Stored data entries

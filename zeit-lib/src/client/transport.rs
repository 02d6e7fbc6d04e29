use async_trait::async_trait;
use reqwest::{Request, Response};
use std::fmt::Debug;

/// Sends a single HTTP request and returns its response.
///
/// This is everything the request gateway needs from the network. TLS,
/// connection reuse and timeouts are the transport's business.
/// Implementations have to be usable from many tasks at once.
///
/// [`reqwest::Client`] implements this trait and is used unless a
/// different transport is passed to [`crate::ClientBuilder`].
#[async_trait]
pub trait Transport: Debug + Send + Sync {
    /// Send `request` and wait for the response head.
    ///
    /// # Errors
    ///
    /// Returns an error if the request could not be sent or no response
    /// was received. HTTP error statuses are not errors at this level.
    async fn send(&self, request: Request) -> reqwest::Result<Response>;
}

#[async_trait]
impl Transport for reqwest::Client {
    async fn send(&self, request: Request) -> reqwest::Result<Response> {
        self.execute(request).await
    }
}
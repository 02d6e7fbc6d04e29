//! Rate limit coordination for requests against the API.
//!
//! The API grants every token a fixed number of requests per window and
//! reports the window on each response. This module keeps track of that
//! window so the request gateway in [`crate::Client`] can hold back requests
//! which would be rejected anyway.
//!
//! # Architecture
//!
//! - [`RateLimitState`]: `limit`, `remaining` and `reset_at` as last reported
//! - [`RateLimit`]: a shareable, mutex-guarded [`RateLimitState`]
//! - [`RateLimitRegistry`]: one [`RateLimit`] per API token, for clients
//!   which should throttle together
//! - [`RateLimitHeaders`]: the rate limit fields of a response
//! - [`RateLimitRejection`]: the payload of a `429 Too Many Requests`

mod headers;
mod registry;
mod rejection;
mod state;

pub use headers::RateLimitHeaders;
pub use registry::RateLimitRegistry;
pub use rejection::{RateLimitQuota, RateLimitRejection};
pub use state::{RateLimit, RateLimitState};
* * *
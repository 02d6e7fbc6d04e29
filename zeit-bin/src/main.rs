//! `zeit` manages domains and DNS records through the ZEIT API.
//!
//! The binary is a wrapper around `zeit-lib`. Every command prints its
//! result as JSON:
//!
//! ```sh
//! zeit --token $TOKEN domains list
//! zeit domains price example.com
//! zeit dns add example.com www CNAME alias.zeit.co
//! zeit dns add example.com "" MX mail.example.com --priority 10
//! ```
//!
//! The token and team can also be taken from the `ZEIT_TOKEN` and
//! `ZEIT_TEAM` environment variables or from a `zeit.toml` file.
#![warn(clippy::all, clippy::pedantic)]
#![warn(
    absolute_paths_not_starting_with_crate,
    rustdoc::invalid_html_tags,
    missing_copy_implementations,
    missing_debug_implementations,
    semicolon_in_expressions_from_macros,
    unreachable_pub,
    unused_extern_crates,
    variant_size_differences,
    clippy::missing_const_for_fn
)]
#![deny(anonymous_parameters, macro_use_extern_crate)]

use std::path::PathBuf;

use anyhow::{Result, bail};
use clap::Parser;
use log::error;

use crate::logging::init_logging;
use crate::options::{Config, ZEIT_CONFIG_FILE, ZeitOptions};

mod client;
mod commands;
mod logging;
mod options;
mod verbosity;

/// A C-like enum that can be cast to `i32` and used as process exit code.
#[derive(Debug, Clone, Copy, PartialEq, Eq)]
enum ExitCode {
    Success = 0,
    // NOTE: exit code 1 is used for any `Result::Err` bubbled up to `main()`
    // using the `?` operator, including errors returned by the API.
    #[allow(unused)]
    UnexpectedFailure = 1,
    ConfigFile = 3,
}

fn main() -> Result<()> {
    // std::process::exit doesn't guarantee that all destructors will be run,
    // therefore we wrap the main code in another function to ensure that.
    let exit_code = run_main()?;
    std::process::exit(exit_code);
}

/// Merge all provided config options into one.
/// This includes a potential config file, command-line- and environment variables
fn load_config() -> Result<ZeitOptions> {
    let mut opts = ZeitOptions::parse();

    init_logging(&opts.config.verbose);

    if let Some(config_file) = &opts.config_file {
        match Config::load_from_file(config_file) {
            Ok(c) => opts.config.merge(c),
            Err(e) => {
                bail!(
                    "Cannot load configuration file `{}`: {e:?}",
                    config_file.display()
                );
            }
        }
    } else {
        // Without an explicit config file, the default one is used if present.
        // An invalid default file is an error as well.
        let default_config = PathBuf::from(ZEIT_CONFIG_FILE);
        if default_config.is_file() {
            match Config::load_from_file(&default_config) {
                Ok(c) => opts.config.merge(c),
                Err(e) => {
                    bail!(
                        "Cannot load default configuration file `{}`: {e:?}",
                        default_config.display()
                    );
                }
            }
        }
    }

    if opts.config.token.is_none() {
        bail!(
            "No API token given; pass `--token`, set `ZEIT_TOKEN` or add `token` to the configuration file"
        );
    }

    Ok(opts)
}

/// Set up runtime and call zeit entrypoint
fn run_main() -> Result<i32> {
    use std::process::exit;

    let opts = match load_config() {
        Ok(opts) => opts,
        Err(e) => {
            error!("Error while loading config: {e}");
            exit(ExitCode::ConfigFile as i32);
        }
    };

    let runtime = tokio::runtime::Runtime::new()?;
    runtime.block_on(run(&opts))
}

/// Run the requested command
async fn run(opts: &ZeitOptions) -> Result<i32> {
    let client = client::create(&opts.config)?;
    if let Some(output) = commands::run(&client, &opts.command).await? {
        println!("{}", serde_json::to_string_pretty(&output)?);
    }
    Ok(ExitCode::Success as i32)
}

[To do]: The lines to return are those in the records above that hold the word "commands".

[Answer to the exercise]:
mod commands;
    if let Some(output) = commands::run(&client, &opts.command).await? {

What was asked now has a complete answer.